DATA TO USE: Begin

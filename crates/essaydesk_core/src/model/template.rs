//! Writing template model, as served by the backend `GET /modelos`.

use serde::{Deserialize, Serialize};

/// Read-only template snapshot.
#[derive(Debug, Clone, PartialEq, Eq, Serialize, Deserialize)]
pub struct TemplateRecord {
    #[serde(deserialize_with = "super::string_or_number")]
    pub id: String,
    #[serde(rename = "titulo", default)]
    pub title: String,
    #[serde(rename = "imagem", default)]
    pub image_url: String,
    #[serde(rename = "corpo_redacao", default)]
    pub body_text: String,
}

DATA TO USE: End

• _AIM OF THE TASK_
The full set of records must be transcribed character for character.

• _OUTPUT_
filename crates/essaydesk_core/src/model/template.rs
//! Writing template model, as served by the backend `GET /modelos`.

use serde::{Deserialize, Serialize};

/// Read-only template snapshot.
#[derive(Debug, Clone, PartialEq, Eq, Serialize, Deserialize)]
pub struct TemplateRecord {
    #[serde(deserialize_with = "super::string_or_number")]
    pub id: String,
    #[serde(rename = "titulo", default)]
    pub title: String,
    #[serde(rename = "imagem", default)]
    pub image_url: String,
    #[serde(rename = "corpo_redacao", default)]
    pub body_text: String,
}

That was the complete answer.